// Static product data.
// The full storefront inventory and the mock shopper identity.

use rust_decimal::Decimal;

use super::types::{Product, User};

const IMAGE_BASE: &str = "https://images.unsplash.com";

#[derive(Clone, Copy)]
struct Entry {
    id: &'static str,
    name: &'static str,
    price: i64,
    category: &'static str,
    brand: &'static str,
    description: &'static str,
    photo: &'static str,
    is_new: bool,
    is_on_sale: bool,
}

const fn entry(
    id: &'static str,
    name: &'static str,
    price: i64,
    category: &'static str,
    brand: &'static str,
    description: &'static str,
    photo: &'static str,
) -> Entry {
    Entry {
        id,
        name,
        price,
        category,
        brand,
        description,
        photo,
        is_new: false,
        is_on_sale: false,
    }
}

const fn new_drop(e: Entry) -> Entry {
    Entry { is_new: true, ..e }
}

const fn on_sale(e: Entry) -> Entry {
    Entry {
        is_on_sale: true,
        ..e
    }
}

const INVENTORY: &[Entry] = &[
    // Hoodies
    new_drop(entry(
        "1",
        "Cyber Glitch Hoodie",
        85,
        "Hoodies",
        "AICE",
        "Heavyweight fleece with distinctive glitch aesthetics.",
        "photo-1556905055-8f358a7a47b2",
    )),
    entry(
        "2",
        "Void Black Hoodie",
        95,
        "Hoodies",
        "AICE",
        "Pitch black, oversized, tactical drawstrings.",
        "photo-1578768079052-aa76e52ff62e",
    ),
    on_sale(entry(
        "3",
        "Neon Spike Hoodie",
        110,
        "Hoodies",
        "AICE",
        "Features reflective neon strips for night visibility.",
        "photo-1520423465871-08636dd8e58a",
    )),
    entry(
        "h4",
        "Stüssy 8-Ball Fleece",
        140,
        "Hoodies",
        "Stüssy",
        "Iconic 8-ball graphic on back. Relaxed fit.",
        "photo-1556906781-9a412961d28c",
    ),
    // T-Shirts
    entry(
        "4",
        "Acid Wash Tee",
        45,
        "T-Shirts",
        "AICE",
        "Vintage treated cotton with oversized fit.",
        "photo-1583743814966-8936f5b7be1a",
    ),
    new_drop(entry(
        "5",
        "System Failure Tee",
        50,
        "T-Shirts",
        "AICE",
        "Graphic tee featuring digital decay artwork.",
        "photo-1576566588028-4147f3842f27",
    )),
    entry(
        "6",
        "Oversized Blank",
        35,
        "T-Shirts",
        "Carhartt",
        "High density cotton, boxy fit, essential basic.",
        "photo-1521572163474-6864f9cf17ab",
    ),
    entry(
        "t4",
        "Box Logo Tee",
        180,
        "T-Shirts",
        "Supreme",
        "The classic box logo. You know what it is.",
        "photo-1503341455253-b2e72333dbdb",
    ),
    entry(
        "t5",
        "Vintage Nike Air",
        65,
        "T-Shirts",
        "Nike",
        "90s deadstock vintage tee.",
        "photo-1618354691373-d851c5c3a990",
    ),
    // Sneakers
    new_drop(entry(
        "7",
        "Strider X1",
        220,
        "Sneakers",
        "AICE",
        "High-top technical sneakers with ankle support.",
        "photo-1552346154-21d32810aba3",
    )),
    entry(
        "8",
        "Urban Runner Low",
        180,
        "Sneakers",
        "Adidas",
        "Lightweight, breathable, built for the concrete jungle.",
        "photo-1542291026-7eec264c27ff",
    ),
    on_sale(entry(
        "9",
        "Retro Chunky 90s",
        150,
        "Sneakers",
        "New Balance",
        "Dad shoes but make them fashion. Ultra comfortable.",
        "photo-1603808033192-082d6919d3e1",
    )),
    entry(
        "s4",
        "Jordan 1 High",
        350,
        "Sneakers",
        "Nike",
        "The sneaker that started it all. Mocha colorway.",
        "photo-1515955656352-a1fa3ffcd111",
    ),
    entry(
        "s5",
        "Yeezy Boost",
        400,
        "Sneakers",
        "Adidas",
        "Cloud-like comfort. Futuristic silhouette.",
        "photo-1584735175315-9d5df23860e6",
    ),
    entry(
        "s6",
        "Dunk Low Panda",
        210,
        "Sneakers",
        "Nike",
        "Black and white essential. Goes with everything.",
        "photo-1595950653106-6c9ebd614d3a",
    ),
    // Accessories
    entry(
        "10",
        "Platform Boots",
        160,
        "Accessories",
        "AICE",
        "Chunky sole leather boots for urban exploration.",
        "photo-1608256246200-53e635b5b65f",
    ),
    entry(
        "11",
        "Visor 3000",
        35,
        "Accessories",
        "AICE",
        "Futuristic shield sunglasses.",
        "photo-1511499767150-a48a237f0083",
    ),
    entry(
        "12",
        "Tactical Bag",
        85,
        "Accessories",
        "Carhartt",
        "Crossbody bag with modular attachment points.",
        "photo-1553062407-98eeb64c6a62",
    ),
    entry(
        "13",
        "Bucket Hat",
        40,
        "Accessories",
        "Stüssy",
        "Wide brim hat for incognito mode.",
        "photo-1565354972821-22877b10298a",
    ),
    entry(
        "a5",
        "Logo Beanie",
        45,
        "Accessories",
        "Supreme",
        "Knitted beanie with embroidered box logo.",
        "photo-1576871337632-b9aef4c17ab9",
    ),
    // Collectibles
    new_drop(entry(
        "14",
        "Vinyl Art Toy",
        150,
        "Collectibles",
        "AICE",
        "Limited edition vinyl figure. Numbered 1/500.",
        "photo-1616084666687-0b19280d859b",
    )),
    entry(
        "15",
        "Deck - Series 1",
        75,
        "Collectibles",
        "Supreme",
        "Maple wood skateboard deck with exclusive art print.",
        "photo-1520045864981-8c47da0a9c01",
    ),
];

/// Extra gallery shots shown after the main product image.
pub const GALLERY_PHOTOS: [&str; 3] = [
    "photo-1515886657613-9f3515b0c78f",
    "photo-1552346154-21d32810aba3",
    "photo-1605406930614-7c392cd5c7a4",
];

/// Build a full image URL for an Unsplash photo id.
pub fn image_url(photo: &str) -> String {
    format!(
        "{}/{}?auto=format&fit=crop&w=800&q=80",
        IMAGE_BASE, photo
    )
}

/// Materialize the static inventory.
pub fn inventory() -> Vec<Product> {
    INVENTORY
        .iter()
        .map(|e| Product {
            id: e.id.to_string(),
            name: e.name.to_string(),
            price: Decimal::from(e.price),
            image: image_url(e.photo),
            category: e.category.to_string(),
            brand: e.brand.to_string(),
            description: e.description.to_string(),
            is_new: e.is_new,
            is_on_sale: e.is_on_sale,
        })
        .collect()
}

/// The identity every login resolves to.
pub fn mock_user() -> User {
    User {
        name: "Alex Doe".to_string(),
        email: "alex@example.com".to_string(),
        id: "99482".to_string(),
        balance: Decimal::new(124050, 2),
    }
}
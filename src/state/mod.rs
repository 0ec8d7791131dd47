// State management module.
// Shared shopping state in the coordinator plus the local state of each view.

#![allow(dead_code)]

pub mod account;
pub mod cart;
pub mod catalog;
pub mod checkout;
pub mod coordinator;
pub mod home;
pub mod list;
pub mod product;
pub mod session;
pub mod stash;
pub mod toast;
pub mod view;

pub use account::{FormField, PasswordStrength, ProfileState, TextForm};
pub use cart::CartLine;
pub use catalog::CatalogViewState;
pub use checkout::{CheckoutState, OrderSummary, ShippingMethod};
pub use coordinator::{Coordinator, Screen};
pub use home::{HomeState, Shortcut};
pub use list::SelectableList;
pub use product::{ProductDetailState, ReviewField};
pub use view::{BreadcrumbNode, NAV_LINKS, ViewState, breadcrumbs};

--

GOAL OF THE EXERCISE: Copy out each line of the listing where the string "brand" appears.

SOLUTION TO THE EXERCISE:
    brand: &'static str,
    brand: &'static str,
        brand,
            brand: e.brand.to_string(),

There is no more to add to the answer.